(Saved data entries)
*** Block opens ***
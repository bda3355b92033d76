//! Notification commands.

use std::sync::Arc;
use std::time::Duration;

use anyhow::Result;
use clap::Subcommand;
use colored::Colorize;
use eduhub::{badge_label, NotificationFilter, NotificationId, NotificationPoller, NotificationStore};

use crate::config::build_authed_client;
use crate::output::{print_table, NotificationRow, OutputFormat};

#[derive(Subcommand)]
pub enum NotificationAction {
    /// List notifications
    #[command(alias = "ls")]
    List {
        /// Type: assignment, grade, announcement, message, system, all
        #[arg(short, long, default_value = "all")]
        kind: String,
        /// Priority: low, normal, high, urgent, all
        #[arg(short, long, default_value = "all")]
        priority: String,
        /// Status: read, unread, all
        #[arg(short, long, default_value = "all")]
        status: String,
    },

    /// Show the unread badge
    Badge,

    /// Mark a notification as read
    Read {
        /// Notification ID
        id: String,
    },

    /// Mark all notifications as read
    ReadAll,

    /// Delete a notification
    #[command(alias = "rm")]
    Delete {
        /// Notification ID
        id: String,
    },

    /// Poll for new notifications and print the unread count
    Watch {
        /// Polling period in seconds
        #[arg(short, long, default_value = "30")]
        interval: u64,
    },
}

pub async fn handle(action: NotificationAction, format: OutputFormat, _verbose: bool) -> Result<()> {
    match action {
        NotificationAction::List {
            kind,
            priority,
            status,
        } => list_notifications(&kind, &priority, &status, format).await,
        NotificationAction::Badge => show_badge().await,
        NotificationAction::Read { id } => mark_read(&id).await,
        NotificationAction::ReadAll => mark_all_read().await,
        NotificationAction::Delete { id } => delete(&id).await,
        NotificationAction::Watch { interval } => watch(interval).await,
    }
}

async fn build_store() -> Result<Arc<NotificationStore>> {
    let client = build_authed_client()?;
    let store = Arc::new(NotificationStore::new(&client));
    store.fetch().await;
    Ok(store)
}

async fn list_notifications(
    kind: &str,
    priority: &str,
    status: &str,
    format: OutputFormat,
) -> Result<()> {
    let store = build_store().await?;
    let filter = NotificationFilter::from_args(kind, priority, status);

    let notifications = store.filtered(&filter);

    if matches!(format, OutputFormat::Plain) {
        println!(
            "{} notifications, {} unread\n",
            store.len(),
            store.unread_count()
        );
    }

    let rows: Vec<NotificationRow> = notifications.iter().map(NotificationRow::from).collect();
    print_table(rows, format);

    Ok(())
}

async fn show_badge() -> Result<()> {
    let store = build_store().await?;

    match badge_label(store.unread_count()) {
        Some(label) => println!("{}", label.red().bold()),
        None => println!("{}", "no unread notifications".dimmed()),
    }

    Ok(())
}

async fn mark_read(id: &str) -> Result<()> {
    let store = build_store().await?;
    store.mark_as_read(&NotificationId::new(id)).await;

    println!("{} Marked notification {} as read", "✓".green(), id);

    Ok(())
}

async fn mark_all_read() -> Result<()> {
    let store = build_store().await?;
    store.mark_all_as_read().await;

    println!("{} Marked all notifications as read", "✓".green());

    Ok(())
}

async fn delete(id: &str) -> Result<()> {
    let store = build_store().await?;
    store.delete(&NotificationId::new(id)).await;

    println!("{} Deleted notification {}", "✓".green(), id);

    Ok(())
}

async fn watch(interval: u64) -> Result<()> {
    let store = build_store().await?;
    let _poller = NotificationPoller::with_interval(store.clone(), Duration::from_secs(interval));

    println!("Watching notifications (Ctrl-C to stop)\n");

    let mut last_unread = usize::MAX;
    loop {
        let unread = store.unread_count();
        if unread != last_unread {
            match badge_label(unread) {
                Some(label) => println!("unread: {}", label.red().bold()),
                None => println!("unread: {}", "0".dimmed()),
            }
            last_unread = unread;
        }
        tokio::time::sleep(Duration::from_secs(1)).await;
    }
}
*** Block closes ***
(Work item) In the records above, how many lines contain the string "Subcommand"? Only that number should be written.

(Solved problem) 2